Launching the basic bundle was also a waste of time. Trying to lure in a family market from launch at a comparatively high price with no pack-in game was a very, very poor decision, just like launching Nintendogs + Cats with the highly priced 3DS and expecting the wider audience to upgrade their hardware. Nintendo are treating their expanded audience like they treat their dedicated fans: releasing updates to existing franchises early on in the system's life span, expecting that fanbase to jump on board. That just won't work. Titles like Wii Fit, Nintendogs etc, and models like Wii U Basic, should be coming further down the line, once Nintendo have already built an install base among their hobbyist consumers, once Wii U is a more established entity, once the price of the hardware can be brought down. Furthermore, those titles (particularly things like Nintendo Land and Nintendogs) shoudn't command £40 to £50 pricetags--they should be price more competitively, because the market HAS changed and less hobbyist consumers are using to paying little or nothing for games.
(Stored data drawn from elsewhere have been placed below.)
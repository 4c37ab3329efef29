use std::collections::HashMap;
use std::fmt;
use std::fs;
use std::path::PathBuf;

/// What: Error raised by a [`BlobStore`] backend.
///
/// Inputs: Generated by blob store implementations.
///
/// Output: Implements `Display`/`Error`; callers treat it as non-fatal.
#[derive(Debug)]
pub enum BlobError {
    /// Filesystem failure on the given path.
    Io {
        /// File backing the key.
        path: PathBuf,
        /// Underlying I/O error.
        source: std::io::Error,
    },
    /// The backend refused the write (e.g. quota exhausted).
    Rejected(String),
}

impl fmt::Display for BlobError {
    fn fmt(&self, f: &mut fmt::Formatter<'_>) -> fmt::Result {
        match self {
            Self::Io { path, source } => write!(f, "{}: {source}", path.display()),
            Self::Rejected(reason) => write!(f, "storage rejected write: {reason}"),
        }
    }
}

impl std::error::Error for BlobError {
    fn source(&self) -> Option<&(dyn std::error::Error + 'static)> {
        match self {
            Self::Io { source, .. } => Some(source),
            Self::Rejected(_) => None,
        }
    }
}

/// Key-value blob storage used to persist small serialized values.
pub trait BlobStore {
    /// Read the blob stored under `key`; `Ok(None)` when absent.
    ///
    /// # Errors
    /// Returns [`BlobError`] when the backend cannot be read.
    fn get(&self, key: &str) -> Result<Option<String>, BlobError>;

    /// Store `value` under `key`, replacing any previous blob.
    ///
    /// # Errors
    /// Returns [`BlobError`] when the write fails.
    fn set(&mut self, key: &str, value: &str) -> Result<(), BlobError>;

    /// Remove the blob under `key`; removing a missing key succeeds.
    ///
    /// # Errors
    /// Returns [`BlobError`] when the removal fails.
    fn clear(&mut self, key: &str) -> Result<(), BlobError>;
}

/// Blob store keeping one `<key>.json` file per key inside a directory.
#[derive(Clone, Debug)]
pub struct FileBlobStore {
    /// Directory holding the blob files.
    dir: PathBuf,
}

impl FileBlobStore {
    /// Create a store rooted at `dir`. The directory is created lazily on first write.
    #[must_use]
    pub fn new(dir: impl Into<PathBuf>) -> Self {
        Self { dir: dir.into() }
    }

    /// Path of the file backing `key`.
    #[must_use]
    pub fn path_for(&self, key: &str) -> PathBuf {
        let safe: String = key
            .chars()
            .map(|c| {
                if c.is_ascii_alphanumeric() || c == '-' || c == '_' {
                    c
                } else {
                    '_'
                }
            })
            .collect();
        self.dir.join(format!("{safe}.json"))
    }
}

impl BlobStore for FileBlobStore {
    fn get(&self, key: &str) -> Result<Option<String>, BlobError> {
        let path = self.path_for(key);
        match fs::read_to_string(&path) {
            Ok(s) => Ok(Some(s)),
            Err(e) if e.kind() == std::io::ErrorKind::NotFound => Ok(None),
            Err(source) => Err(BlobError::Io { path, source }),
        }
    }

    fn set(&mut self, key: &str, value: &str) -> Result<(), BlobError> {
        let path = self.path_for(key);
        if let Err(source) = fs::create_dir_all(&self.dir) {
            return Err(BlobError::Io {
                path: self.dir.clone(),
                source,
            });
        }
        tracing::debug!(
            path = %path.display(),
            bytes = value.len(),
            "[Persist] Writing blob to disk"
        );
        fs::write(&path, value).map_err(|source| BlobError::Io { path, source })
    }

    fn clear(&mut self, key: &str) -> Result<(), BlobError> {
        let path = self.path_for(key);
        match fs::remove_file(&path) {
            Ok(()) => Ok(()),
            Err(e) if e.kind() == std::io::ErrorKind::NotFound => Ok(()),
            Err(source) => Err(BlobError::Io { path, source }),
        }
    }
}

/// In-memory blob store, with an optional write refusal switch for failure paths.
#[derive(Clone, Debug, Default)]
pub struct MemoryBlobStore {
    /// Stored blobs.
    entries: HashMap<String, String>,
    /// When set, `set` fails with [`BlobError::Rejected`].
    pub reject_writes: bool,
}

impl MemoryBlobStore {
    /// Create an empty store.
    #[must_use]
    pub fn new() -> Self {
        Self::default()
    }

    /// Create a store pre-seeded with one blob.
    #[must_use]
    pub fn with_entry(key: &str, value: &str) -> Self {
        let mut entries = HashMap::new();
        entries.insert(key.to_string(), value.to_string());
        Self {
            entries,
            reject_writes: false,
        }
    }
}

impl BlobStore for MemoryBlobStore {
    fn get(&self, key: &str) -> Result<Option<String>, BlobError> {
        Ok(self.entries.get(key).cloned())
    }

    fn set(&mut self, key: &str, value: &str) -> Result<(), BlobError> {
        if self.reject_writes {
            return Err(BlobError::Rejected("quota exceeded".into()));
        }
        self.entries.insert(key.to_string(), value.to_string());
        Ok(())
    }

    fn clear(&mut self, key: &str) -> Result<(), BlobError> {
        self.entries.remove(key);
        Ok(())
    }
}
If Nintendo want to attract some of that audience, they need to wise up on their release timing and hardware bundling, rethink their advertising, and really introduce some much needed flexibility to their software pricing.

In the long-term Wii U should be fine, particularly in the second half of this year. In the worst case scenario, sales will only pick up around autumn with Zelda and (presumably) a big Mario title, and Nintendo may be forced to cut price before then, or even drop the basic bundle and then cut the deluxe price to the basic level.